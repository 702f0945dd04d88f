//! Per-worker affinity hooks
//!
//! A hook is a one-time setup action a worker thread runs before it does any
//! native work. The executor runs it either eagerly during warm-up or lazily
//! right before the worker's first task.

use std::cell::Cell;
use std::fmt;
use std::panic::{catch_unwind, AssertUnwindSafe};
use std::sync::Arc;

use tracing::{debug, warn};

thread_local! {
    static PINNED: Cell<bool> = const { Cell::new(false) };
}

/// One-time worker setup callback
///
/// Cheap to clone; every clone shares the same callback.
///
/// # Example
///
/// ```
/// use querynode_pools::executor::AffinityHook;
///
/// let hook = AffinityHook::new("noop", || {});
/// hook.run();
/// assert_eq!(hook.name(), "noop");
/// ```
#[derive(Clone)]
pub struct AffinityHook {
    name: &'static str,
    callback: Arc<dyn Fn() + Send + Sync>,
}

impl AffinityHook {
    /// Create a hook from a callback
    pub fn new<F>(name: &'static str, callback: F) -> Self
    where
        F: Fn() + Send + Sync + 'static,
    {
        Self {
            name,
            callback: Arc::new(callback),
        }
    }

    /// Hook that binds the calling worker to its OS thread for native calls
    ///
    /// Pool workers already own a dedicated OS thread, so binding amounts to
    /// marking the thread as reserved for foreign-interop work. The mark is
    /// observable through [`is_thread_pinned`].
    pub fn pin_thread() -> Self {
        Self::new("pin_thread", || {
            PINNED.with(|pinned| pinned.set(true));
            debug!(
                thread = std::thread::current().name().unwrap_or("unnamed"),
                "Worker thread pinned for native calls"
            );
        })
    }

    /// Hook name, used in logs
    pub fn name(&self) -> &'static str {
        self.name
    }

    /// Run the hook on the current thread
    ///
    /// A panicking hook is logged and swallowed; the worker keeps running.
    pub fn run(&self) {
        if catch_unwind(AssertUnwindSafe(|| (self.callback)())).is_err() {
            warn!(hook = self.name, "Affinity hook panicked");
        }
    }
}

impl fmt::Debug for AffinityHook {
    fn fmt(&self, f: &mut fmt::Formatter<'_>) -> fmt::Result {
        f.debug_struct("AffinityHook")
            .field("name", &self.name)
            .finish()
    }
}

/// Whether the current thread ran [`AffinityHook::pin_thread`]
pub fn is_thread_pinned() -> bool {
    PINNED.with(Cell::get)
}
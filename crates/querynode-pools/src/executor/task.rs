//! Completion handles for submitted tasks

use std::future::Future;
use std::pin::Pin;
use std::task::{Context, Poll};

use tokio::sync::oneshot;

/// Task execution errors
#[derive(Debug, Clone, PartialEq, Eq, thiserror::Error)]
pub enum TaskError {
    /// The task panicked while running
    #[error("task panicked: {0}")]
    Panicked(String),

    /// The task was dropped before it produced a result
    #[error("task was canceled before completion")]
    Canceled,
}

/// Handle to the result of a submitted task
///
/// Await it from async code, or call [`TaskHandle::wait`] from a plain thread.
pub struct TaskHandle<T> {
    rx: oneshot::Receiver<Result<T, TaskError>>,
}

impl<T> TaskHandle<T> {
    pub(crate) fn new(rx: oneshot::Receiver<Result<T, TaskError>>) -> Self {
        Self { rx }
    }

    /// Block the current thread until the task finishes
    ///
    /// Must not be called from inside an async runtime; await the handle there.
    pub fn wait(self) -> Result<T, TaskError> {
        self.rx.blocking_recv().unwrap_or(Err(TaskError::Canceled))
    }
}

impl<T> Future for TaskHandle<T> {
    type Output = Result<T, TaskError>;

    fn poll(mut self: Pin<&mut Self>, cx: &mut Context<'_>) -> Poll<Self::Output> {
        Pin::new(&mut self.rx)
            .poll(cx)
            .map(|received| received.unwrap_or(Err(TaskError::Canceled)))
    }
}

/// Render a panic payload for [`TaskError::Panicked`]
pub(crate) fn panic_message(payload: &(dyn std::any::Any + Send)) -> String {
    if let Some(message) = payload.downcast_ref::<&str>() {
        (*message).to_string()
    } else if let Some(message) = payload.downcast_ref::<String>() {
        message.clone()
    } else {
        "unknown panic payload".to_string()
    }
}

---

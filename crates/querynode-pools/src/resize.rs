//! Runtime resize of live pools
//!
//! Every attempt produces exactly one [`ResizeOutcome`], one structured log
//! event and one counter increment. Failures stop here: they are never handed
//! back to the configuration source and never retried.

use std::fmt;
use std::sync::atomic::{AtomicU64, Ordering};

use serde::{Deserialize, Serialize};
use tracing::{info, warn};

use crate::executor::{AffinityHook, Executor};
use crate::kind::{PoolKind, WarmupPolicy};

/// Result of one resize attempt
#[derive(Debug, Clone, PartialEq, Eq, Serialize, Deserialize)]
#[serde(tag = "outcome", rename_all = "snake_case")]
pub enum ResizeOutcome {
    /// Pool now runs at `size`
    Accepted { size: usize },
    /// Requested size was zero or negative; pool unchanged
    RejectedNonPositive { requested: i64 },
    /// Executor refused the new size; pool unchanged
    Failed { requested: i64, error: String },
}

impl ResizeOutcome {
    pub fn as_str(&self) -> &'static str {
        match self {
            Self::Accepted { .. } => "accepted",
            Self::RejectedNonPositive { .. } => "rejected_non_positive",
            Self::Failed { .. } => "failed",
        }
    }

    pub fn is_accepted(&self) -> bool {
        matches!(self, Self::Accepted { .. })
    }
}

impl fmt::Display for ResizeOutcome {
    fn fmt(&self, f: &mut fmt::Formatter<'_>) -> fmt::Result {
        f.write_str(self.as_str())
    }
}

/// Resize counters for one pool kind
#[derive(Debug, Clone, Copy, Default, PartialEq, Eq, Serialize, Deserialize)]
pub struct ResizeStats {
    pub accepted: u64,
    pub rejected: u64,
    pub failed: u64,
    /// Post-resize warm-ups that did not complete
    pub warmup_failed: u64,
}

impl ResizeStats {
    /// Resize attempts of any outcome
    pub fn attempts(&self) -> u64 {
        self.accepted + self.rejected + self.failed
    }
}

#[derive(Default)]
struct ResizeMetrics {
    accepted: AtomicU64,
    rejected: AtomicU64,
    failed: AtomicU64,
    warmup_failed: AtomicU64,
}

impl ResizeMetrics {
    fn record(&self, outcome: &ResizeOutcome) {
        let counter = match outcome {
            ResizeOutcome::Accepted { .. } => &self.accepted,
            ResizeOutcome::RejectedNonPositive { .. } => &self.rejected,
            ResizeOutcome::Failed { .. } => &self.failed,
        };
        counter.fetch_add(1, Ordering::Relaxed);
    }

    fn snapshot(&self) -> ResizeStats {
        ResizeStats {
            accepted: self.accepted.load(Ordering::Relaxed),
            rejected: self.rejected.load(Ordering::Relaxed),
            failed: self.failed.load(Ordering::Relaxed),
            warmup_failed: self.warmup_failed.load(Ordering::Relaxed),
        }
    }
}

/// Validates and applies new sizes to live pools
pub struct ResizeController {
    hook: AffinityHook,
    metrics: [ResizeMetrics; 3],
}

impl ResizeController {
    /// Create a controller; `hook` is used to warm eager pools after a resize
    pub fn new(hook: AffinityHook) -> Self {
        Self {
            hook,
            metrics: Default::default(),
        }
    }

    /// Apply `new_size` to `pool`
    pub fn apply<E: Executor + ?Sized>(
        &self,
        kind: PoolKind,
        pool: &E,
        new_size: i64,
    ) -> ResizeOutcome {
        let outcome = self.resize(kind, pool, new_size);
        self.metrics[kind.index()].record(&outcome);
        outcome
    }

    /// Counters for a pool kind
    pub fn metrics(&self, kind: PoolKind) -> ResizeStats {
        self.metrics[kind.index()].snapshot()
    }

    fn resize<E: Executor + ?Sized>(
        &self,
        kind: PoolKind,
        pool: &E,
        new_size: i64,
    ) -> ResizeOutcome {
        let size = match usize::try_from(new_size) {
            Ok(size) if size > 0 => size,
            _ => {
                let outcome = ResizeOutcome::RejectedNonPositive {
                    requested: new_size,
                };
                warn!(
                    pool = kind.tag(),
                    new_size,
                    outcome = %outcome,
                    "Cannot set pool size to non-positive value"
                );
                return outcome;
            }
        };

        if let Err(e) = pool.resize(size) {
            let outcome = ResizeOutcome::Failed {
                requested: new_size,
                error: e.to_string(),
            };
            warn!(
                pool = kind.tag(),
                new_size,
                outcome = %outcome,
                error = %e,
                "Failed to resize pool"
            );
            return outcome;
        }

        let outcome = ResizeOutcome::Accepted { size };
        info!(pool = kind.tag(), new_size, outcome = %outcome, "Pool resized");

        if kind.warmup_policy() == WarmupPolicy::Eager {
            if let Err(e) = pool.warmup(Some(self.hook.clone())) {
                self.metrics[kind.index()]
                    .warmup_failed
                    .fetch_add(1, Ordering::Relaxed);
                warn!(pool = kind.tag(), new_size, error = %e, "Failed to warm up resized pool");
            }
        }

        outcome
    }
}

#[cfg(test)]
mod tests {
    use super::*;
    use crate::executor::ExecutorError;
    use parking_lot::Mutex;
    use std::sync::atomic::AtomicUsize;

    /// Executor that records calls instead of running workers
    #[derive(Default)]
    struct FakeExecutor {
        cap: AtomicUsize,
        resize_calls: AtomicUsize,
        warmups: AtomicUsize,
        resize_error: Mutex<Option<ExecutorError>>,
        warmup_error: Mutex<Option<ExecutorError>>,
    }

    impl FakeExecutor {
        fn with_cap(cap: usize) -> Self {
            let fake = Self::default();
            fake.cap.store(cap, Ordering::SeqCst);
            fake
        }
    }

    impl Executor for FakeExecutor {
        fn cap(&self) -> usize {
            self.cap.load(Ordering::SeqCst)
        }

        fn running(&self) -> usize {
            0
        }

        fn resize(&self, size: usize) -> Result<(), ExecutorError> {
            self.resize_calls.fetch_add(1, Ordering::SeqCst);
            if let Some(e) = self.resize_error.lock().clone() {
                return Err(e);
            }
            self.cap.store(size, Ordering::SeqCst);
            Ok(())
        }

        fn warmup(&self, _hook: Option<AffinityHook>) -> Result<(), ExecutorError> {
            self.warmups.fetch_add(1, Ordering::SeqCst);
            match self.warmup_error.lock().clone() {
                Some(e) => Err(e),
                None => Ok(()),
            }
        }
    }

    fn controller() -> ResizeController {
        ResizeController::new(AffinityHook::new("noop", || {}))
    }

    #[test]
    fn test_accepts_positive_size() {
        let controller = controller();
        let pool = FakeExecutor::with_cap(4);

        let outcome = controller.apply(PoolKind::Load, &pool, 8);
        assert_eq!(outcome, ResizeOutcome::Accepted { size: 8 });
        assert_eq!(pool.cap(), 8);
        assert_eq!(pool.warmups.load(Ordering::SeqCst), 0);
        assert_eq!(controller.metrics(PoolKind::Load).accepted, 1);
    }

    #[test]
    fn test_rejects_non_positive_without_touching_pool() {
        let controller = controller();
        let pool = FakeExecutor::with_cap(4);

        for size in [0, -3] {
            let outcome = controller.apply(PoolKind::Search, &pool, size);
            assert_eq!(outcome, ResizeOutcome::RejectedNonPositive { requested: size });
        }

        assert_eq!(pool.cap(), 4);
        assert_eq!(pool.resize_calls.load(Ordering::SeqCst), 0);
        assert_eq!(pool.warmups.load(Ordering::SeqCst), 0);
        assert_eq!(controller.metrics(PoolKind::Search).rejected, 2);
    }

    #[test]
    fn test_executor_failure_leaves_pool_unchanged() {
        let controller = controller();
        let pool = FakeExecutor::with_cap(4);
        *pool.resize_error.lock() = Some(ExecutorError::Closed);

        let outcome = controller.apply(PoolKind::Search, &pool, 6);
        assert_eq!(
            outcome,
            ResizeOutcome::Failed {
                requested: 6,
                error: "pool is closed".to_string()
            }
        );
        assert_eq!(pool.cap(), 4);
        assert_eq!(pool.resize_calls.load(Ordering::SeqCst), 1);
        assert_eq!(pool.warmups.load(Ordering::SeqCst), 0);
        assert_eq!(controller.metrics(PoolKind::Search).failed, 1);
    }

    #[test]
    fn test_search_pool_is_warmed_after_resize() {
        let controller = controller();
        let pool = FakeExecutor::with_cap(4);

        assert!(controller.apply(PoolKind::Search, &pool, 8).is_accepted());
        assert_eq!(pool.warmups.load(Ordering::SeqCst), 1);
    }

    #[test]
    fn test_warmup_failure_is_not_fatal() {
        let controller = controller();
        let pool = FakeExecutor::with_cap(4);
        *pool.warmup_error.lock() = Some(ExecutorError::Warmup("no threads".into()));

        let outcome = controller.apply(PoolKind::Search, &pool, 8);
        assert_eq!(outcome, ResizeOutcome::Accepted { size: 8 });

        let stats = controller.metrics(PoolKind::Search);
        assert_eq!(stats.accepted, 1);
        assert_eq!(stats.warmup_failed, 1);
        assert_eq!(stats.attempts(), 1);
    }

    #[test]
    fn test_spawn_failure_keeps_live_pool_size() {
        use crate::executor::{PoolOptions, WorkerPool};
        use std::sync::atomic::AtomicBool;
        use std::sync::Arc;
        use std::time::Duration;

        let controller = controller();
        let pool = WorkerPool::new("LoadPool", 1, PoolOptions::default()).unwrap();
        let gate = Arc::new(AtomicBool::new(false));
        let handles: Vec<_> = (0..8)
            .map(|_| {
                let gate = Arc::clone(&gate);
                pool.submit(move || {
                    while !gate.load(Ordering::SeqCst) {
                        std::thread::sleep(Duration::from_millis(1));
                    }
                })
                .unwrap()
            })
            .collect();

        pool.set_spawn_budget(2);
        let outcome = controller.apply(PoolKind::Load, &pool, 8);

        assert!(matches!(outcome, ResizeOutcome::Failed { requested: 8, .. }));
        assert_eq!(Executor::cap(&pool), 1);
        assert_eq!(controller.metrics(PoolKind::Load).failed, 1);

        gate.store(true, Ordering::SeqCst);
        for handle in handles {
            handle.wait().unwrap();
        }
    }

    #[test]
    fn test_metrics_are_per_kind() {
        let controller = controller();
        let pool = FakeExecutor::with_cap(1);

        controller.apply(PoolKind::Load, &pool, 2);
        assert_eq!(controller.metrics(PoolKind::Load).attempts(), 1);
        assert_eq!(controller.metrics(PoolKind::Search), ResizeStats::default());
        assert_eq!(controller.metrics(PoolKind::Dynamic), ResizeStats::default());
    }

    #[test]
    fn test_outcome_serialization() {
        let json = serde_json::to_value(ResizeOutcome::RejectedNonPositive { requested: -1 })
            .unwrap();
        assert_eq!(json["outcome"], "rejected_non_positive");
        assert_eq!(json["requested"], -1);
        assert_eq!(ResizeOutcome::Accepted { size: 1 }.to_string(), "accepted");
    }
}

■ **WHAT THIS TASK INVOLVES**
Which lines of the records hold the string "PoolOptions"? Copy each one.

■ **TASK SOLUTION**
        use crate::executor::{PoolOptions, WorkerPool};
        let pool = WorkerPool::new("LoadPool", 1, PoolOptions::default()).unwrap();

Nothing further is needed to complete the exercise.